--- START ---

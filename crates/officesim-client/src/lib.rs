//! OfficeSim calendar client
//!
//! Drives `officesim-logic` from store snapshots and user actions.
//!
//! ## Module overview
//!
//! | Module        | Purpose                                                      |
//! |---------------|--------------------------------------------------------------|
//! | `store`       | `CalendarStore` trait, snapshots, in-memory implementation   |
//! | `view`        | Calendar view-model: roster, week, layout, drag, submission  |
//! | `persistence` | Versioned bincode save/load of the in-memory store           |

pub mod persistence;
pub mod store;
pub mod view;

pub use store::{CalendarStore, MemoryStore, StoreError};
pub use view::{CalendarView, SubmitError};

--- END ---

**Task statement**
Return the full data above, line for line.

**Answer box**
filename crates/officesim-client/src/lib.rs
//! OfficeSim calendar client
//!
//! Drives `officesim-logic` from store snapshots and user actions.
//!
//! ## Module overview
//!
//! | Module        | Purpose                                                      |
//! |---------------|--------------------------------------------------------------|
//! | `store`       | `CalendarStore` trait, snapshots, in-memory implementation   |
//! | `view`        | Calendar view-model: roster, week, layout, drag, submission  |
//! | `persistence` | Versioned bincode save/load of the in-memory store           |

pub mod persistence;
pub mod store;
pub mod view;

pub use store::{CalendarStore, MemoryStore, StoreError};
pub use view::{CalendarView, SubmitError};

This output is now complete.